WORK ORDER >>
Within the data below, tally the lines that contain "self" and state only the total.
:::
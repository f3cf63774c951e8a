use crate::network::{Activations, Network};
use crate::optim::learning_rate::AdaptiveLearningRate;
use crate::train::backprop::backpropagate;

/// Per-sample gradient descent with an error-scaled learning rate.
pub struct Sgd {
    pub learning_rate: AdaptiveLearningRate,
}

impl Sgd {
    pub fn new(learning_rate: AdaptiveLearningRate) -> Sgd {
        Sgd { learning_rate }
    }

    /// Applies one weight update for a sample whose scalar error is `error`.
    /// Returns the learning rate that was used.
    pub fn step(
        &self,
        network: &mut Network,
        input: &[f64],
        activations: &Activations,
        output_error: &[f64],
        error: f64,
    ) -> f64 {
        let lr = self.learning_rate.rate(error);
        backpropagate(network, input, activations, output_error, lr);
        lr
    }
}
:::
ANSWER BELOW >>
2